**DATASET EXTRACT**

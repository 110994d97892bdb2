//! HTTP handlers for the Warehouse Operations Management Platform

pub mod analytics;
pub mod auth;
pub mod health;
pub mod product;
pub mod shipment;
pub mod staff;
pub mod stock;
pub mod transport;
pub mod warehouse;

pub use analytics::*;
pub use auth::*;
pub use health::*;
pub use product::*;
pub use shipment::*;
pub use staff::*;
pub use stock::*;
pub use transport::*;
pub use warehouse::*;

/// Bare acknowledgement for mutations that return no entity
#[derive(Debug, serde::Serialize)]
pub struct SuccessResponse {
    pub success: bool,
}

impl SuccessResponse {
    pub fn ok() -> Self {
        Self { success: true }
    }
}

**EXERCISE OBJECTIVE**
Copy every entry exactly; no part may be left out.

**SOLUTION TO THE EXERCISE**
repository 110994d97892bdb2
//! HTTP handlers for the Warehouse Operations Management Platform

pub mod analytics;
pub mod auth;
pub mod health;
pub mod product;
pub mod shipment;
pub mod staff;
pub mod stock;
pub mod transport;
pub mod warehouse;

pub use analytics::*;
pub use auth::*;
pub use health::*;
pub use product::*;
pub use shipment::*;
pub use staff::*;
pub use stock::*;
pub use transport::*;
pub use warehouse::*;

/// Bare acknowledgement for mutations that return no entity
#[derive(Debug, serde::Serialize)]
pub struct SuccessResponse {
    pub success: bool,
}

impl SuccessResponse {
    pub fn ok() -> Self {
        Self { success: true }
    }
}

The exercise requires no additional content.